**WHAT THE EXERCISE ASKS**
Search the records for the string "Typed" and copy every line where it turns up.

**THE INPUT**
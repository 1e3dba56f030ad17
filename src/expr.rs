//! Expression nodes handed over by the source analyzer, and the scope of
//! variable assignments they are evaluated in.
use serde::{Deserialize, Serialize};
use serde_json::Value;
use crate::ty::Type;

#[derive(Clone, Debug, PartialEq, Serialize, Deserialize)]
#[serde(tag = "kind", rename_all = "snake_case")]
pub enum Expr {
    /// Statically known entity reference (e.g. a model class).
    Entity { name: String },
    Var { name: String },
    /// `receiver->method(args)`
    Call {
        receiver: Box<Expr>,
        method: String,
        #[serde(default)]
        args: Vec<Expr>,
    },
    /// `Entity::method(args)`
    StaticCall {
        entity: String,
        method: String,
        #[serde(default)]
        args: Vec<Expr>,
    },
    Literal { value: Value },
    /// Sub-expression whose type the host already knows.
    Typed { ty: Type },
    /// Array literal; entries without a key are positional.
    Array { items: Vec<ArrayItem> },
    Index { target: Box<Expr>, key: Box<Expr> },
    Property { target: Box<Expr>, name: String },
    Closure {
        #[serde(default)]
        params: Vec<String>,
        body: Box<Expr>,
    },
    /// A value that depends on control flow: one arm per branch.
    Branches { arms: Vec<Expr> },
    /// Anything the host could not describe.
    Opaque,
}

#[derive(Clone, Debug, PartialEq, Serialize, Deserialize)]
pub struct ArrayItem {
    #[serde(default, skip_serializing_if = "Option::is_none")]
    pub key: Option<Expr>,
    pub value: Expr,
}

impl Expr {
    pub fn entity(name: &str) -> Self { Expr::Entity { name: name.to_string() } }
    pub fn var(name: &str) -> Self { Expr::Var { name: name.to_string() } }
    pub fn lit(value: Value) -> Self { Expr::Literal { value } }
    pub fn typed(ty: Type) -> Self { Expr::Typed { ty } }

    pub fn call(self, method: &str, args: Vec<Expr>) -> Self {
        Expr::Call { receiver: Box::new(self), method: method.to_string(), args }
    }

    pub fn static_call(entity: &str, method: &str, args: Vec<Expr>) -> Self {
        Expr::StaticCall { entity: entity.to_string(), method: method.to_string(), args }
    }

    pub fn closure(params: &[&str], body: Expr) -> Self {
        Expr::Closure {
            params: params.iter().map(|p| p.to_string()).collect(),
            body: Box::new(body),
        }
    }

    pub fn index(self, key: Expr) -> Self {
        Expr::Index { target: Box::new(self), key: Box::new(key) }
    }
}

// -------------------------------- Scope ---------------------------------- //

#[derive(Clone, Debug, PartialEq, Serialize, Deserialize)]
pub struct Assignment {
    pub name: String,
    pub value: Expr,
}

/// Assignments in program order. A reference sees only assignments made
/// before it, so `$q = $q->where(..)` refers back to the previous `$q`.
#[derive(Clone, Debug, Default, PartialEq, Serialize, Deserialize)]
#[serde(transparent)]
pub struct Scope {
    assignments: Vec<Assignment>,
}

/// Position in a scope: assignments strictly before it are visible.
pub type ScopePos = usize;

impl Scope {
    pub fn new() -> Self { Self::default() }

    pub fn assign(&mut self, name: &str, value: Expr) -> &mut Self {
        self.assignments.push(Assignment { name: name.to_string(), value });
        self
    }

    pub fn with(mut self, name: &str, value: Expr) -> Self {
        self.assign(name, value);
        self
    }

    /// Position after every assignment.
    pub fn end(&self) -> ScopePos { self.assignments.len() }

    /// The scope as it stood at `pos`.
    pub fn prefix(&self, pos: ScopePos) -> Scope {
        Scope { assignments: self.assignments[..pos.min(self.assignments.len())].to_vec() }
    }

    /// Last assignment to `name` strictly before `before`, with its position.
    pub fn lookup(&self, name: &str, before: ScopePos) -> Option<(ScopePos, &Expr)> {
        self.assignments[..before.min(self.assignments.len())]
            .iter()
            .enumerate()
            .rev()
            .find(|(_, a)| a.name == name)
            .map(|(i, a)| (i, &a.value))
    }
}

#[cfg(test)]
mod tests {
    use super::*;
    use serde_json::json;

    #[test]
    fn lookup_sees_only_earlier_assignments() {
        let scope = Scope::new()
            .with("q", Expr::entity("User"))
            .with("q", Expr::var("q").call("where", vec![]));
        let (pos, last) = scope.lookup("q", scope.end()).unwrap();
        assert_eq!(pos, 1);
        assert!(matches!(last, Expr::Call { .. }));
        let (pos, first) = scope.lookup("q", pos).unwrap();
        assert_eq!(pos, 0);
        assert_eq!(first, &Expr::entity("User"));
        assert!(scope.lookup("q", 0).is_none());
        assert_eq!(scope.prefix(1).end(), 1);
    }

    #[test]
    fn expressions_decode_from_tagged_json() {
        let expr: Expr = serde_json::from_value(json!({
            "kind": "call",
            "receiver": { "kind": "static_call", "entity": "User", "method": "select",
                          "args": [{ "kind": "literal", "value": "id" }] },
            "method": "get"
        })).unwrap();
        let expected = Expr::static_call("User", "select", vec![Expr::lit(json!("id"))])
            .call("get", vec![]);
        assert_eq!(expr, expected);
    }
}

**EXERCISE RESULT**
    Typed { ty: Type },
    pub fn typed(ty: Type) -> Self { Expr::Typed { ty } }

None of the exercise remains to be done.